The protocol described here is version
.BR 02 .
The client is responsible for choosing a common
version and sending it in the
.B VtThello
message, described below.
.PP
After the initial version exchange, the client transmits
.I requests
.RI ( T-messages )
to the server, which subsequently returns
.I replies
.RI ( R-messages )
to the client.
The combined act of transmitting (receiving) a request
of a particular type, and receiving (transmitting) its reply
is called a
.I transaction
of that type.
.PP
Each message consists of a sequence of bytes.
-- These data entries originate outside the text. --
//! Main console struct: byte-level front end over the dispatcher

use core::fmt::Write;

use super::{CommandResult, Completer, ConsoleError, Dispatcher, LineBuffer, Registry};
use crate::config::ConsoleConfig;
use crate::hal::Hardware;

/// Version string (set by build.rs, includes git hash)
pub const VERSION: &str = env!("VERSION_STRING");

/// Prompt printed before each line when enabled
pub const PROMPT: &str = "uctrl> ";

/// Console state machine
pub struct Console<'r> {
    line: LineBuffer,
    completer: Completer,
    dispatcher: Dispatcher<'r>,
    config: ConsoleConfig,
    /// Escape sequence state
    escape_state: EscapeState,
    /// Previous byte was CR: an LF right after it ends the same line
    after_cr: bool,
}

#[derive(Clone, Copy, PartialEq)]
enum EscapeState {
    Normal,
    Escape,  // Got ESC
    Bracket, // Got ESC [
}

impl<'r> Console<'r> {
    /// Create new console
    pub const fn new(registry: &'r Registry, config: ConsoleConfig) -> Self {
        Self {
            line: LineBuffer::new(),
            completer: Completer::new(),
            dispatcher: Dispatcher::new(registry),
            config,
            escape_state: EscapeState::Normal,
            after_cr: false,
        }
    }

    pub fn dispatcher(&self) -> &Dispatcher<'r> {
        &self.dispatcher
    }

    /// Whether `exit` has run
    pub fn is_halted(&self) -> bool {
        self.dispatcher.is_halted()
    }

    /// Print the banner, run command init and show the first prompt.
    ///
    /// Returns the number of commands whose init failed.
    pub fn boot(&mut self, hw: &mut dyn Hardware, out: &mut dyn Write) -> usize {
        if self.config.banner {
            let _ = writeln!(out, "{}", VERSION);
            let _ = writeln!(out, "Type 'help' for commands.");
        }
        let failed = self.dispatcher.boot(hw, out);
        self.print_prompt(out);
        failed
    }

    /// Process a single input byte
    ///
    /// Returns Some(result) when a non-empty line was dispatched, None if
    /// more input is needed. Input after `exit` is ignored.
    pub fn process_byte(
        &mut self,
        byte: u8,
        hw: &mut dyn Hardware,
        out: &mut dyn Write,
    ) -> Option<CommandResult> {
        if self.is_halted() {
            return None;
        }

        let after_cr = core::mem::replace(&mut self.after_cr, byte == b'\r');
        if after_cr && byte == b'\n' {
            return None;
        }

        match self.escape_state {
            EscapeState::Normal => self.process_normal(byte, hw, out),
            EscapeState::Escape => {
                if byte == b'[' {
                    self.escape_state = EscapeState::Bracket;
                } else {
                    self.escape_state = EscapeState::Normal;
                }
                None
            }
            EscapeState::Bracket => {
                // Swallow parameter bytes up to the final byte (arrows etc.)
                if (0x40..=0x7E).contains(&byte) {
                    self.escape_state = EscapeState::Normal;
                }
                None
            }
        }
    }

    fn process_normal(
        &mut self,
        byte: u8,
        hw: &mut dyn Hardware,
        out: &mut dyn Write,
    ) -> Option<CommandResult> {
        match byte {
            // Enter
            b'\r' | b'\n' => {
                if self.config.echo {
                    let _ = writeln!(out);
                }
                self.completer.reset();

                if self.line.as_str().trim().is_empty() {
                    self.line.clear();
                    self.print_prompt(out);
                    return None;
                }

                let result = self.dispatcher.dispatch(self.line.as_str(), hw, out);
                if let Err(e) = &result {
                    report(e, out);
                }
                self.line.clear();
                self.print_prompt(out);
                Some(result)
            }

            // Backspace
            0x7F | 0x08 => {
                if self.line.backspace() && self.config.echo {
                    // Echo: backspace, space, backspace
                    let _ = write!(out, "\x08 \x08");
                }
                self.completer.reset();
                None
            }

            // Tab
            b'\t' => {
                self.handle_tab(out);
                None
            }

            // Escape
            0x1B => {
                self.escape_state = EscapeState::Escape;
                None
            }

            // Ctrl+C
            0x03 => {
                if self.config.echo {
                    let _ = writeln!(out, "^C");
                }
                self.line.clear();
                self.completer.reset();
                self.print_prompt(out);
                None
            }

            // Ctrl+U (clear line)
            0x15 => {
                self.erase_displayed(out);
                self.line.clear();
                self.completer.reset();
                None
            }

            // Printable character
            0x20..=0x7E => {
                if self.line.push(byte) {
                    if self.config.echo {
                        let _ = write!(out, "{}", byte as char);
                    }
                } else if self.config.echo {
                    // Line full: ring the bell
                    let _ = write!(out, "\x07");
                }
                self.completer.reset();
                None
            }

            _ => None,
        }
    }

    /// Complete the command name (first word only)
    fn handle_tab(&mut self, out: &mut dyn Write) {
        let input = self.line.as_str();
        if input.contains(' ') {
            return;
        }

        let names = self.dispatcher.registry().names();
        let Some(completed) = self.completer.complete(input, names) else {
            return;
        };

        self.erase_displayed(out);
        self.line.clear();
        for c in completed.bytes() {
            self.line.push(c);
        }
        if self.config.echo {
            let _ = write!(out, "{}", completed);
        }
    }

    fn erase_displayed(&self, out: &mut dyn Write) {
        if !self.config.echo {
            return;
        }
        for _ in 0..self.line.len() {
            let _ = write!(out, "\x08 \x08");
        }
    }

    /// Print the prompt
    pub fn print_prompt(&self, out: &mut dyn Write) {
        if self.config.prompt && !self.is_halted() {
            let _ = write!(out, "{}", PROMPT);
        }
    }

    /// Current, not yet submitted input
    pub fn pending_line(&self) -> &str {
        self.line.as_str()
    }
}

/// Write an error the way the console shows it: `E05: value 99 out of range (22-53)`
pub fn report(err: &ConsoleError, out: &mut dyn Write) {
    let _ = writeln!(out, "{}: {}", err.code(), err);
}
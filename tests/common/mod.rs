//! Shared test doubles: a board that records every call and an output
//! buffer.

#![allow(dead_code)]

use uctrl_console::hal::HalError;
use uctrl_console::{Hardware, Level};

/// One call made on the board
#[derive(Debug, Clone, Copy, PartialEq)]
pub enum Event {
    ConfigureOutput(u8),
    WriteDigital(u8, Level),
    ReadDigital(u8),
    WriteAnalog(u8, u8),
    ReadAnalog(u8),
    Delay(u32),
    SensorBegin,
    ReadTemperature,
    ReadHumidity,
}

/// Board double: answers from preset values, logs every call
pub struct RecordingBoard {
    pub events: Vec<Event>,
    pub levels: [Level; 64],
    pub adc: [u16; 64],
    pub sensor: Option<(f32, f32)>,
    sensor_ready: bool,
}

impl RecordingBoard {
    pub fn new() -> Self {
        Self {
            events: Vec::new(),
            levels: [Level::Low; 64],
            adc: [0; 64],
            sensor: Some((23.25, 41.5)),
            sensor_ready: false,
        }
    }

    pub fn without_sensor() -> Self {
        Self {
            sensor: None,
            ..Self::new()
        }
    }

    pub fn writes(&self) -> Vec<Event> {
        self.events
            .iter()
            .copied()
            .filter(|e| matches!(e, Event::WriteDigital(..) | Event::WriteAnalog(..)))
            .collect()
    }

    pub fn delays(&self) -> Vec<u32> {
        self.events
            .iter()
            .filter_map(|e| match e {
                Event::Delay(ms) => Some(*ms),
                _ => None,
            })
            .collect()
    }

    pub fn clear(&mut self) {
        self.events.clear();
    }
}

impl Hardware for RecordingBoard {
    fn configure_output(&mut self, pin: u8) {
        self.events.push(Event::ConfigureOutput(pin));
    }

    fn write_digital(&mut self, pin: u8, level: Level) {
        self.events.push(Event::WriteDigital(pin, level));
        self.levels[pin as usize] = level;
    }

    fn read_digital(&mut self, pin: u8) -> Level {
        self.events.push(Event::ReadDigital(pin));
        self.levels[pin as usize]
    }

    fn write_analog(&mut self, channel: u8, duty: u8) {
        self.events.push(Event::WriteAnalog(channel, duty));
    }

    fn read_analog(&mut self, channel: u8) -> u16 {
        self.events.push(Event::ReadAnalog(channel));
        self.adc[channel as usize]
    }

    fn delay_ms(&mut self, ms: u32) {
        self.events.push(Event::Delay(ms));
    }

    fn sensor_begin(&mut self) -> Result<(), HalError> {
        self.events.push(Event::SensorBegin);
        self.sensor_ready = self.sensor.is_some();
        self.sensor.map(|_| ()).ok_or(HalError::NotDetected)
    }

    fn read_temperature(&mut self) -> Result<f32, HalError> {
        self.events.push(Event::ReadTemperature);
        match self.sensor {
            Some((t, _)) if self.sensor_ready => Ok(t),
            _ => Err(HalError::NotDetected),
        }
    }

    fn read_humidity(&mut self) -> Result<f32, HalError> {
        self.events.push(Event::ReadHumidity);
        match self.sensor {
            Some((_, rh)) if self.sensor_ready => Ok(rh),
            _ => Err(HalError::NotDetected),
        }
    }
}

/// Test output buffer
#[derive(Default)]
pub struct TestOutput {
    pub text: String,
}

impl TestOutput {
    pub fn new() -> Self {
        Self::default()
    }

    pub fn contains(&self, s: &str) -> bool {
        self.text.contains(s)
    }

    pub fn lines(&self) -> Vec<&str> {
        self.text.lines().collect()
    }

    pub fn clear(&mut self) {
        self.text.clear();
    }
}

impl core::fmt::Write for TestOutput {
    fn write_str(&mut self, s: &str) -> core::fmt::Result {
        self.text.push_str(s);
        Ok(())
    }
}
//! Built-in commands and the argument rules they share.
//!
//! - a number that does not parse is `InvalidValue`, an empty token is
//!   `MissingArg`; `"0"` is a valid zero
//! - out-of-range values are rejected before any hardware access
//! - an empty trailing token selects read mode

mod exit;
mod gpio;
mod help;
mod led;
mod pwm;
mod temp;

pub use exit::Exit;
pub use gpio::Gpio;
pub use help::{Help, LISTING_HEADER};
pub use led::Led;
pub use pwm::Pwm;
pub use temp::Temp;

use core::ops::RangeInclusive;

use super::ConsoleError;

/// Parse a decimal integer token
pub fn parse_int(token: &str) -> Result<i32, ConsoleError> {
    if token.is_empty() {
        return Err(ConsoleError::MissingArg);
    }
    token.parse().map_err(|_| ConsoleError::InvalidValue)
}

/// Parse a token and check it against a closed range
pub fn parse_in_range<T>(token: &str, range: &RangeInclusive<T>) -> Result<T, ConsoleError>
where
    T: Copy + Into<i32> + TryFrom<i32>,
{
    let value = parse_int(token)?;
    let min: i32 = (*range.start()).into();
    let max: i32 = (*range.end()).into();

    if !(min..=max).contains(&value) {
        return Err(ConsoleError::OutOfRange { value, min, max });
    }

    T::try_from(value).map_err(|_| ConsoleError::OutOfRange { value, min, max })
}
Two-byte fields hold unsigned integers represented
in big-endian order (most significant byte first).
Data items of variable lengths are represented by
a one-byte field specifying a count,
.IR n ,
followed by
.I n
bytes of data.
Text strings are represented similarly,
using a two-byte count with
the text itself stored as a UTF-encoded sequence
of Unicode characters (see
.IR utf (7)).
Text strings are not
.SM NUL\c
-terminated:
.I n
counts the bytes of UTF data, which include no final
zero byte.
The
.SM NUL
character is illegal in text strings in the Venti protocol.
The maximum string length in Venti is 1024 bytes.
.PP
Each Venti message begins with a two-byte size field
specifying the length in bytes of the message,
not including the length field itself.
The next byte is the message type, one of the constants
in the enumeration in the include file
.BR <venti.h> .
The next byte is an identifying
.IR tag ,
used to match responses to requests.
The remaining bytes are parameters of different sizes.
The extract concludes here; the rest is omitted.